Kaiqu Liang will present his General Exam "Towards human-centered AI safety" on Monday, May 13, 2024 at 1:00 PM in CS 105.

Committee Members: Jaime Fernández Fisac (advisor), Tom Griffiths, Benjamin Eysenbach

Abstract:

In the domain of human-AI interactions, ensuring the safety of AI systems is crucial, particularly as they are deployed in high-stakes scenarios. This extends beyond the conventional focus on aligning AI objectives with human values to include a deep understanding and respect for human needs as hard constraints within the AI's decision-making process. Our research aims to develop safety-critical human-AI systems to prevent violations of critical human needs proactively. To achieve this, my PhD research actively pursues three critical dimensions: developing safe representations, enhancing human-AI alignment, and advancing safety-aware cognition.

In my early Ph.D. research, I took the first step in safety-aware cognition, which quantifies safety risks and uncertainty in the domain of the robot task execution with a Large language models (LLMs) planner.
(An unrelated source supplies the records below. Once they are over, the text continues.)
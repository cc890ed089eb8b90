//! File watcher for the configuration file.
//!
//! Watches the file's parent directory so editor save patterns (write to a
//! temp file, then rename over the target) are still observed. Only content
//! changes, creations, renames and removals of the target name count; reads
//! of the file (including our own reloads) never do. Bursts of events are
//! coalesced with a trailing debounce window before the reload callback runs.

use notify::event::ModifyKind;
use notify::{Event, EventKind, RecommendedWatcher, RecursiveMode, Watcher};
use std::ffi::{OsStr, OsString};
use std::future::Future;
use std::path::{Path, PathBuf};
use std::time::Duration;
use tokio::sync::{mpsc, watch};
use tokio::time::Instant;
use tracing::{debug, error, info};

/// Configuration for the file watcher.
#[derive(Debug, Clone)]
pub struct WatcherConfig {
    /// Trailing window: a reload runs once no event arrived for this long.
    pub debounce: Duration,
}

impl Default for WatcherConfig {
    fn default() -> Self {
        Self {
            debounce: Duration::from_millis(500),
        }
    }
}

/// Handle to a running watcher. Dropping it stops the watcher as well;
/// [`ConfigWatcherHandle::stop`] additionally waits for the loop to exit.
pub struct ConfigWatcherHandle {
    path: PathBuf,
    shutdown: watch::Sender<bool>,
    task: tokio::task::JoinHandle<()>,
    watcher: RecommendedWatcher,
}

impl std::fmt::Debug for ConfigWatcherHandle {
    fn fmt(&self, f: &mut std::fmt::Formatter<'_>) -> std::fmt::Result {
        f.debug_struct("ConfigWatcherHandle")
            .field("path", &self.path)
            .finish_non_exhaustive()
    }
}

impl ConfigWatcherHandle {
    pub fn path(&self) -> &Path {
        &self.path
    }

    pub async fn stop(self) {
        let Self {
            path,
            shutdown,
            task,
            watcher,
        } = self;
        let _ = shutdown.send(true);
        drop(watcher);
        let _ = task.await;
        info!(event = "config.watcher_stopped", path = %path.display(), "config watcher stopped");
    }
}

/// Start watching `path`. `on_settled` runs after each debounced burst of
/// changes; a reload triggered from it is serialized by the caller.
pub fn start_config_watcher<F, Fut>(
    path: &Path,
    config: WatcherConfig,
    on_settled: F,
) -> Result<ConfigWatcherHandle, notify::Error>
where
    F: FnMut() -> Fut + Send + 'static,
    Fut: Future<Output = ()> + Send + 'static,
{
    let target: OsString = path
        .file_name()
        .map(|n| n.to_os_string())
        .ok_or_else(|| notify::Error::generic("config path has no file name"))?;
    let dir = match path.parent() {
        Some(p) if !p.as_os_str().is_empty() => p.to_path_buf(),
        _ => PathBuf::from("."),
    };

    let (hits_tx, hits_rx) = mpsc::unbounded_channel();
    let (shutdown_tx, shutdown_rx) = watch::channel(false);

    let mut watcher = notify::recommended_watcher(move |res: notify::Result<Event>| match res {
        Ok(event) if is_change_of(&event, &target) => {
            debug!(kind = ?event.kind, "config file change detected");
            let _ = hits_tx.send(());
        }
        Ok(_) => {}
        Err(e) => {
            error!(event = "config.watcher_error", error = %e, "config watcher error");
        }
    })?;
    watcher.watch(&dir, RecursiveMode::NonRecursive)?;

    let task = tokio::spawn(debounce_loop(hits_rx, shutdown_rx, config.debounce, on_settled));

    info!(
        event = "config.watcher_started",
        path = %path.display(),
        dir = %dir.display(),
        "config watcher started"
    );
    Ok(ConfigWatcherHandle {
        path: path.to_path_buf(),
        shutdown: shutdown_tx,
        task,
        watcher,
    })
}

/// True if `event` creates, rewrites, renames or removes `target`.
/// Access events (open, read, close) and metadata-only changes are ignored.
pub(crate) fn is_change_of(event: &Event, target: &OsStr) -> bool {
    let kind_matches = matches!(
        event.kind,
        EventKind::Create(_)
            | EventKind::Remove(_)
            | EventKind::Modify(ModifyKind::Data(_) | ModifyKind::Name(_) | ModifyKind::Any)
    );
    kind_matches && event.paths.iter().any(|p| p.file_name() == Some(target))
}

/// Coalesce hits: every hit pushes the deadline out by `window`; the
/// callback runs once the deadline passes. Ends on shutdown or when the
/// hit channel closes.
pub(crate) async fn debounce_loop<F, Fut>(
    mut hits: mpsc::UnboundedReceiver<()>,
    mut shutdown: watch::Receiver<bool>,
    window: Duration,
    mut on_settled: F,
) where
    F: FnMut() -> Fut,
    Fut: Future<Output = ()>,
{
    let mut deadline: Option<Instant> = None;
    loop {
        let timer = async move {
            match deadline {
                Some(at) => tokio::time::sleep_until(at).await,
                None => std::future::pending::<()>().await,
            }
        };
        tokio::select! {
            biased;
            _ = shutdown.changed() => break,
            hit = hits.recv() => match hit {
                Some(()) => deadline = Some(Instant::now() + window),
                None => break,
            },
            _ = timer => {
                deadline = None;
                on_settled().await;
            }
        }
    }
}

#[cfg(test)]
mod tests {
    use super::*;
    use std::sync::Arc;
    use std::sync::atomic::{AtomicUsize, Ordering};

    fn counter() -> (Arc<AtomicUsize>, impl FnMut() -> std::future::Ready<()>) {
        let fired = Arc::new(AtomicUsize::new(0));
        let hook = Arc::clone(&fired);
        (fired, move || {
            hook.fetch_add(1, Ordering::SeqCst);
            std::future::ready(())
        })
    }

    #[tokio::test]
    async fn test_burst_fires_once() {
        let (fired, hook) = counter();
        let (tx, rx) = mpsc::unbounded_channel();
        let (_stop, stop_rx) = watch::channel(false);
        let task = tokio::spawn(debounce_loop(rx, stop_rx, Duration::from_millis(100), hook));

        for _ in 0..3 {
            tx.send(()).unwrap();
            tokio::time::sleep(Duration::from_millis(20)).await;
        }
        tokio::time::sleep(Duration::from_millis(300)).await;
        assert_eq!(fired.load(Ordering::SeqCst), 1);

        drop(tx);
        task.await.unwrap();
    }

    #[tokio::test]
    async fn test_separate_bursts_fire_separately() {
        let (fired, hook) = counter();
        let (tx, rx) = mpsc::unbounded_channel();
        let (_stop, stop_rx) = watch::channel(false);
        let task = tokio::spawn(debounce_loop(rx, stop_rx, Duration::from_millis(50), hook));

        tx.send(()).unwrap();
        tokio::time::sleep(Duration::from_millis(200)).await;
        tx.send(()).unwrap();
        tokio::time::sleep(Duration::from_millis(200)).await;
        assert_eq!(fired.load(Ordering::SeqCst), 2);

        drop(tx);
        task.await.unwrap();
    }

    #[tokio::test]
    async fn test_shutdown_drops_pending_fire() {
        let (fired, hook) = counter();
        let (tx, rx) = mpsc::unbounded_channel();
        let (stop, stop_rx) = watch::channel(false);
        let task = tokio::spawn(debounce_loop(rx, stop_rx, Duration::from_millis(200), hook));

        tx.send(()).unwrap();
        tokio::time::sleep(Duration::from_millis(20)).await;
        stop.send(true).unwrap();
        task.await.unwrap();
        assert_eq!(fired.load(Ordering::SeqCst), 0);
    }

    #[tokio::test]
    async fn test_watcher_ignores_sibling_files() {
        let dir = tempfile::tempdir().unwrap();
        let path = dir.path().join("config.yaml");
        std::fs::write(&path, "logLevel: info\n").unwrap();

        let (fired, hook) = counter();
        let config = WatcherConfig {
            debounce: Duration::from_millis(100),
        };
        let handle = start_config_watcher(&path, config, hook).unwrap();

        std::fs::write(dir.path().join("other.yaml"), "x: 1\n").unwrap();
        tokio::time::sleep(Duration::from_millis(600)).await;
        assert_eq!(fired.load(Ordering::SeqCst), 0);

        handle.stop().await;
    }

    #[tokio::test]
    async fn test_watcher_ignores_reads() {
        let dir = tempfile::tempdir().unwrap();
        let path = dir.path().join("config.yaml");
        std::fs::write(&path, "logLevel: info\n").unwrap();

        let (fired, hook) = counter();
        let config = WatcherConfig {
            debounce: Duration::from_millis(100),
        };
        let handle = start_config_watcher(&path, config, hook).unwrap();

        for _ in 0..3 {
            std::fs::read_to_string(&path).unwrap();
            tokio::time::sleep(Duration::from_millis(50)).await;
        }
        tokio::time::sleep(Duration::from_millis(500)).await;
        assert_eq!(fired.load(Ordering::SeqCst), 0);

        handle.stop().await;
    }

    #[test]
    fn test_change_kinds() {
        use notify::event::{
            AccessKind, AccessMode, CreateKind, DataChange, MetadataKind, RemoveKind, RenameMode,
        };
        let target = OsStr::new("config.yaml");
        let event = |kind: EventKind, name: &str| Event::new(kind).add_path(PathBuf::from("/etc/xg2g").join(name));

        let changes = [
            EventKind::Create(CreateKind::File),
            EventKind::Modify(ModifyKind::Data(DataChange::Content)),
            EventKind::Modify(ModifyKind::Name(RenameMode::To)),
            EventKind::Modify(ModifyKind::Any),
            EventKind::Remove(RemoveKind::File),
        ];
        for kind in changes {
            assert!(is_change_of(&event(kind, "config.yaml"), target), "{kind:?}");
            assert!(!is_change_of(&event(kind, "other.yaml"), target), "{kind:?}");
        }

        let ignored = [
            EventKind::Access(AccessKind::Open(AccessMode::Read)),
            EventKind::Access(AccessKind::Close(AccessMode::Read)),
            EventKind::Access(AccessKind::Close(AccessMode::Write)),
            EventKind::Modify(ModifyKind::Metadata(MetadataKind::AccessTime)),
        ];
        for kind in ignored {
            assert!(!is_change_of(&event(kind, "config.yaml"), target), "{kind:?}");
        }
    }
}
We introduced introspective planning, a novel method enabling robots to proactively identify and seek clarification on uncertainties, effectively minimizing risk without fine-tuning. Through rigorous testing, we demonstrated that introspective planning outperforms existing LLM-based methods in both success rate and safety, showing significant promise for enhancing human-AI interactions in safety-critical settings. This approach not only addresses the direct issue of ensuring compliance and safety in robot task execution but also contributes to the broader objective of developing AI systems that prioritize human needs and safety as foundational principles.

Reading List:

https://docs.google.com/document/d/14BHiLF8wsrXU2YwErddQ6RD2LKNNIIQeajkHkkgPJNY/edit

Everyone is invited to attend the talk, and those faculty wishing to remain for the oral exam following are welcome to do so.